**** Provided records ****

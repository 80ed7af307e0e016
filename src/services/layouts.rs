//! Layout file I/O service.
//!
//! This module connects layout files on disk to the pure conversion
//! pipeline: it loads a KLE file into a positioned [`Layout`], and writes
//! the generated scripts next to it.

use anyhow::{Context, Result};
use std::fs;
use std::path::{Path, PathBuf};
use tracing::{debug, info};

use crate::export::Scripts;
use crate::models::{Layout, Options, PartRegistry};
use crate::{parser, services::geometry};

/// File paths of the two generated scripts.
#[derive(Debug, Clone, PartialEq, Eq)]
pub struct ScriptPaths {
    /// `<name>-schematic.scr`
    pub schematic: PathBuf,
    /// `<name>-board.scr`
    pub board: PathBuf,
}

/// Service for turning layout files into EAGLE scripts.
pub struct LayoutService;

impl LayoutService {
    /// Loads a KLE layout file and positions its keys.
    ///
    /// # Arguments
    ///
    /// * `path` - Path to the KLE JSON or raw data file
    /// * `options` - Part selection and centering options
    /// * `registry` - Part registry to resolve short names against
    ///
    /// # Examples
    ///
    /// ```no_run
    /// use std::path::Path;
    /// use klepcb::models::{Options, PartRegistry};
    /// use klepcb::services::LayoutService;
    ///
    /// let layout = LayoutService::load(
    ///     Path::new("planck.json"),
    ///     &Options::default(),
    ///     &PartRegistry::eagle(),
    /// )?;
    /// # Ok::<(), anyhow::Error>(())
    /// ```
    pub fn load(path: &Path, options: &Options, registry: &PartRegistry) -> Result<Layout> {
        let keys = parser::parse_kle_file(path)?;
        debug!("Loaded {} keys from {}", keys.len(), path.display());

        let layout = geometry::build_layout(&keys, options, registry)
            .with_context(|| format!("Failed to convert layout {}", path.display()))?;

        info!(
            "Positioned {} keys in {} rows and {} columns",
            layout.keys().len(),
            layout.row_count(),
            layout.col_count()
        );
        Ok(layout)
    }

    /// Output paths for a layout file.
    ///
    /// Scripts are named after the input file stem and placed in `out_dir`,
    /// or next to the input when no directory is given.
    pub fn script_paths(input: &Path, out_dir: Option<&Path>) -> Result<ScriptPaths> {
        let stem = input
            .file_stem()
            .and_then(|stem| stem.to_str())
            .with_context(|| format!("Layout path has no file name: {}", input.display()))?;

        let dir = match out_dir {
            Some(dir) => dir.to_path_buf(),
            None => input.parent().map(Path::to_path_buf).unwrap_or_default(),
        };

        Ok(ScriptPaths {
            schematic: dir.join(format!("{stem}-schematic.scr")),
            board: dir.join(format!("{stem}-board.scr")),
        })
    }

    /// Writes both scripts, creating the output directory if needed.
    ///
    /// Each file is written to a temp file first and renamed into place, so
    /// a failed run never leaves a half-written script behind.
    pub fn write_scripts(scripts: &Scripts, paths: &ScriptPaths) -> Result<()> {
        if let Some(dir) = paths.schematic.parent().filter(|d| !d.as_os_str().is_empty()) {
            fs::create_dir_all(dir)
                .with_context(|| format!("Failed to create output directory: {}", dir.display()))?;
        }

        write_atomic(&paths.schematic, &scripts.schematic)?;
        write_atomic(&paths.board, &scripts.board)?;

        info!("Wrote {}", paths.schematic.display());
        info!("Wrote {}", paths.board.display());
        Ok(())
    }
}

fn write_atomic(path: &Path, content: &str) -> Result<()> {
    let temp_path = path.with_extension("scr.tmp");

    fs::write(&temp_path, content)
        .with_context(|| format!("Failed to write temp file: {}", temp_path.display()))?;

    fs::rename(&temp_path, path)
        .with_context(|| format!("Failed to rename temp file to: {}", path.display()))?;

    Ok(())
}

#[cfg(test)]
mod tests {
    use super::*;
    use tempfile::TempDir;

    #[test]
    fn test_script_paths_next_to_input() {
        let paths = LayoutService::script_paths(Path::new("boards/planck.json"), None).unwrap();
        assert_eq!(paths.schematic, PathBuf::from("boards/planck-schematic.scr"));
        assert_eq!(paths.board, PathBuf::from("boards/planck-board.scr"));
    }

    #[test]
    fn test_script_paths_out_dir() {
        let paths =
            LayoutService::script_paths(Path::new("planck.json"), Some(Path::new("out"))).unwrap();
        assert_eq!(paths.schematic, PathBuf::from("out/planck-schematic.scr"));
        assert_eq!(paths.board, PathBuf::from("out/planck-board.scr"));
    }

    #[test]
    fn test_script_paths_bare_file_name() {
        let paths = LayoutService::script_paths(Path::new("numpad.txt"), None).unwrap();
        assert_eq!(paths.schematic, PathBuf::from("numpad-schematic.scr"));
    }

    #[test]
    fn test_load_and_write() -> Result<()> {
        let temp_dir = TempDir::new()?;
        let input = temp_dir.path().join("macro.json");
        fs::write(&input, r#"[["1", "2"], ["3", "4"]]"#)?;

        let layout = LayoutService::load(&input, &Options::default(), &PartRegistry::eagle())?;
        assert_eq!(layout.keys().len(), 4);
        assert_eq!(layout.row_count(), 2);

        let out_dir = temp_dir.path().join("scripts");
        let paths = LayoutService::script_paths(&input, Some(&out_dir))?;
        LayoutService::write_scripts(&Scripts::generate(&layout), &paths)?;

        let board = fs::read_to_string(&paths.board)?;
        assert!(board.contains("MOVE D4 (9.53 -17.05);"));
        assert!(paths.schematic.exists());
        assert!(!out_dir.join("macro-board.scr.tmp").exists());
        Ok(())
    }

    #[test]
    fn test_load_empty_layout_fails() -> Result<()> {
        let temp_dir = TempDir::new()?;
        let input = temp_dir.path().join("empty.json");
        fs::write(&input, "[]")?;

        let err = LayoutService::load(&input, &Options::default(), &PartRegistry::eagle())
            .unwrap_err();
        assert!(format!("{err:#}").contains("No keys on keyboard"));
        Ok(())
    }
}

****
**** Provided records ****

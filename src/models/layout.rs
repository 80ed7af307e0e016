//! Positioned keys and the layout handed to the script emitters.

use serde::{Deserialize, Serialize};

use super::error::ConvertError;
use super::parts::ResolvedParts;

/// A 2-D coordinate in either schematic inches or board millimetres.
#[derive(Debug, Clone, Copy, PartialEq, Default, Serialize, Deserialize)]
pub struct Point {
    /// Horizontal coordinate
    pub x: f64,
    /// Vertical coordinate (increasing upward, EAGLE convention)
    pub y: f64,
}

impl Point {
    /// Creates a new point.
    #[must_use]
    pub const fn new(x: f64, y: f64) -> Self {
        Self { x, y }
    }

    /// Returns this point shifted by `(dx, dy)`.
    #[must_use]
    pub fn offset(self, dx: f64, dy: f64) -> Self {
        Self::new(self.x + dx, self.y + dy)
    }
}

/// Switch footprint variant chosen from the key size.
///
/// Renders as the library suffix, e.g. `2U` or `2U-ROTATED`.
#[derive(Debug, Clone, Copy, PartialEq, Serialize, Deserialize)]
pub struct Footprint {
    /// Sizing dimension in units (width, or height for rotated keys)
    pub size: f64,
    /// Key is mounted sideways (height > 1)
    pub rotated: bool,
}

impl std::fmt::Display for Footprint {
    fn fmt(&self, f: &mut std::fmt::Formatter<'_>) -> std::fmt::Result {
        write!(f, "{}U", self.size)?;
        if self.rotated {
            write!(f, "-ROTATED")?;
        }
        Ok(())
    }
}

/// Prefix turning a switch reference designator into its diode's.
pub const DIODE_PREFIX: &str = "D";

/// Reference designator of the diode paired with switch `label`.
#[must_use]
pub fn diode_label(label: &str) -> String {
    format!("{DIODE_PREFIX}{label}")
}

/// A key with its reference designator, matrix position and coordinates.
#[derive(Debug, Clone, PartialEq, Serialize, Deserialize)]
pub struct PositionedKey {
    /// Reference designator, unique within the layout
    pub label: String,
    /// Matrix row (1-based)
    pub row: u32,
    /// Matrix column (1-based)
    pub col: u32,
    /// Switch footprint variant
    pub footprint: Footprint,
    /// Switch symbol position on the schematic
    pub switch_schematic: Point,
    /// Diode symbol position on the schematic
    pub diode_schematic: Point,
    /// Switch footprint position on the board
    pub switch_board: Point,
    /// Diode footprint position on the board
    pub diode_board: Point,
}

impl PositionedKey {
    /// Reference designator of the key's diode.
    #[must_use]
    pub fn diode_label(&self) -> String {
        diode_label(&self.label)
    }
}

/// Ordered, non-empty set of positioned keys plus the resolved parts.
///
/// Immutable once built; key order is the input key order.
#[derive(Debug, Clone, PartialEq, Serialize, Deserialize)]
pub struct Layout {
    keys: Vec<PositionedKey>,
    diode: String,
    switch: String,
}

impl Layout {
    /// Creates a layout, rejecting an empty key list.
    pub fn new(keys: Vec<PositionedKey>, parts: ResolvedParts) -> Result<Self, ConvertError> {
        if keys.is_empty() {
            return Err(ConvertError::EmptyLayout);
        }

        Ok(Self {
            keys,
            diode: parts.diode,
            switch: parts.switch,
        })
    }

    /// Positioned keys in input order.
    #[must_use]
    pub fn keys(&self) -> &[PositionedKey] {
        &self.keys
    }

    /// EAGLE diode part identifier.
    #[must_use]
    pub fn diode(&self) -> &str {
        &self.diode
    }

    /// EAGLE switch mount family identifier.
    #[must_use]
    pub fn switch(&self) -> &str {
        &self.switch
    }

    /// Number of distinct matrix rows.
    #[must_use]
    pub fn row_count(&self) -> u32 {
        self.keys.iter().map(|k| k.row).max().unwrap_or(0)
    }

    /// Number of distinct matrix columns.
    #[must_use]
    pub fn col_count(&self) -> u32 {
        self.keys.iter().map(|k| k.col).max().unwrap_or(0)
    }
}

****
**** Provided records ****

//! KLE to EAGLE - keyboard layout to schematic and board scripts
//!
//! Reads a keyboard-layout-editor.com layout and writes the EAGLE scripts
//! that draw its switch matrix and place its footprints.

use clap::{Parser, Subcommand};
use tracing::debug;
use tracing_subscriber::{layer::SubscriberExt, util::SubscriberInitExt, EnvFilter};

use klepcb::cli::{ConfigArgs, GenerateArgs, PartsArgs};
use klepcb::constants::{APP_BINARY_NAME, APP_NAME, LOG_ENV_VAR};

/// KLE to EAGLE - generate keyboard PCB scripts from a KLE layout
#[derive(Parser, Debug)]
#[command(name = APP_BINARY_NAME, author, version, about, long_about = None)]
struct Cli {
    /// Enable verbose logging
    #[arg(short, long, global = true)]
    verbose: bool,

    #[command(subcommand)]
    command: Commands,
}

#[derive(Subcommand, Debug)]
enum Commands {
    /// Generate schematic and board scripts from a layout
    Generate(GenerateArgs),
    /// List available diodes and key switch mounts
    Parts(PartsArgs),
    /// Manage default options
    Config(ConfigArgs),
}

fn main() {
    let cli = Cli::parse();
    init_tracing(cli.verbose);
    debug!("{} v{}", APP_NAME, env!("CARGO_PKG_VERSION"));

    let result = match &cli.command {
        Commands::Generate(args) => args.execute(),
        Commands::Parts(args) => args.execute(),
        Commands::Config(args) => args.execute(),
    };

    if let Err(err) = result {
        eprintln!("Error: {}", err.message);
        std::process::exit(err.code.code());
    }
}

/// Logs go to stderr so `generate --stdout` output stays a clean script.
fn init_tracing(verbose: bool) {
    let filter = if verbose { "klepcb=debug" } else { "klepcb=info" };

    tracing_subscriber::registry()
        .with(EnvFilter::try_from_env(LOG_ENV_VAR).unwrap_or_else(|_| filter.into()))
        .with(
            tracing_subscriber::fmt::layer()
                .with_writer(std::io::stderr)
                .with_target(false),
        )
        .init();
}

****

▶ Assigned task: Produce only the lines from the line containing "pipeline: it loads" through the line containing "raw data file", inclusive of both, exactly as they stand in the entries above.

▶ Exercise answer:
//! pipeline: it loads a KLE file into a positioned [`Layout`], and writes
//! the generated scripts next to it.

use anyhow::{Context, Result};
use std::fs;
use std::path::{Path, PathBuf};
use tracing::{debug, info};

use crate::export::Scripts;
use crate::models::{Layout, Options, PartRegistry};
use crate::{parser, services::geometry};

/// File paths of the two generated scripts.
#[derive(Debug, Clone, PartialEq, Eq)]
pub struct ScriptPaths {
    /// `<name>-schematic.scr`
    pub schematic: PathBuf,
    /// `<name>-board.scr`
    pub board: PathBuf,
}

/// Service for turning layout files into EAGLE scripts.
pub struct LayoutService;

impl LayoutService {
    /// Loads a KLE layout file and positions its keys.
    ///
    /// # Arguments
    ///
    /// * `path` - Path to the KLE JSON or raw data file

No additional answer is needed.